**ASSIGNMENT**
Stopping right after the line with "pub struct AppConfig", please reproduce the material below exactly from its first line.

^^^^^^^^^^^^^^^^

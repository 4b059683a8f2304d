// --- File: crates/bookify_config/src/models.rs ---

use serde::{Deserialize, Serialize};

// --- Top-level Config ---
#[derive(Debug, Deserialize, Serialize, Clone)]
pub struct AppConfig {
    /// Root of the booking API, without a trailing slash.
    pub base_url: String,
    pub auth: AuthConfig,
    #[serde(default)]
    pub http: HttpConfig,
}

// --- Auth Config ---
// Holds the credentials the token endpoint accepts. The password can be
// overridden via BOOKIFY_AUTH__PASSWORD.
#[derive(Debug, Deserialize, Serialize, Clone)]
pub struct AuthConfig {
    pub username: String,
    pub password: String,
}

// --- HTTP Config ---
#[derive(Debug, Deserialize, Serialize, Clone)]
pub struct HttpConfig {
    /// Request timeout applied to every call against the API.
    #[serde(default = "default_timeout_seconds")]
    pub timeout_seconds: u64,
}

impl Default for HttpConfig {
    fn default() -> Self {
        HttpConfig {
            timeout_seconds: default_timeout_seconds(),
        }
    }
}

fn default_timeout_seconds() -> u64 {
    30
}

^^^^^^^^^^^^^^^^

**OUTPUT FOR THIS EXERCISE**
repository 4b059683a8f2304d
// --- File: crates/bookify_config/src/models.rs ---

use serde::{Deserialize, Serialize};

// --- Top-level Config ---
#[derive(Debug, Deserialize, Serialize, Clone)]
pub struct AppConfig {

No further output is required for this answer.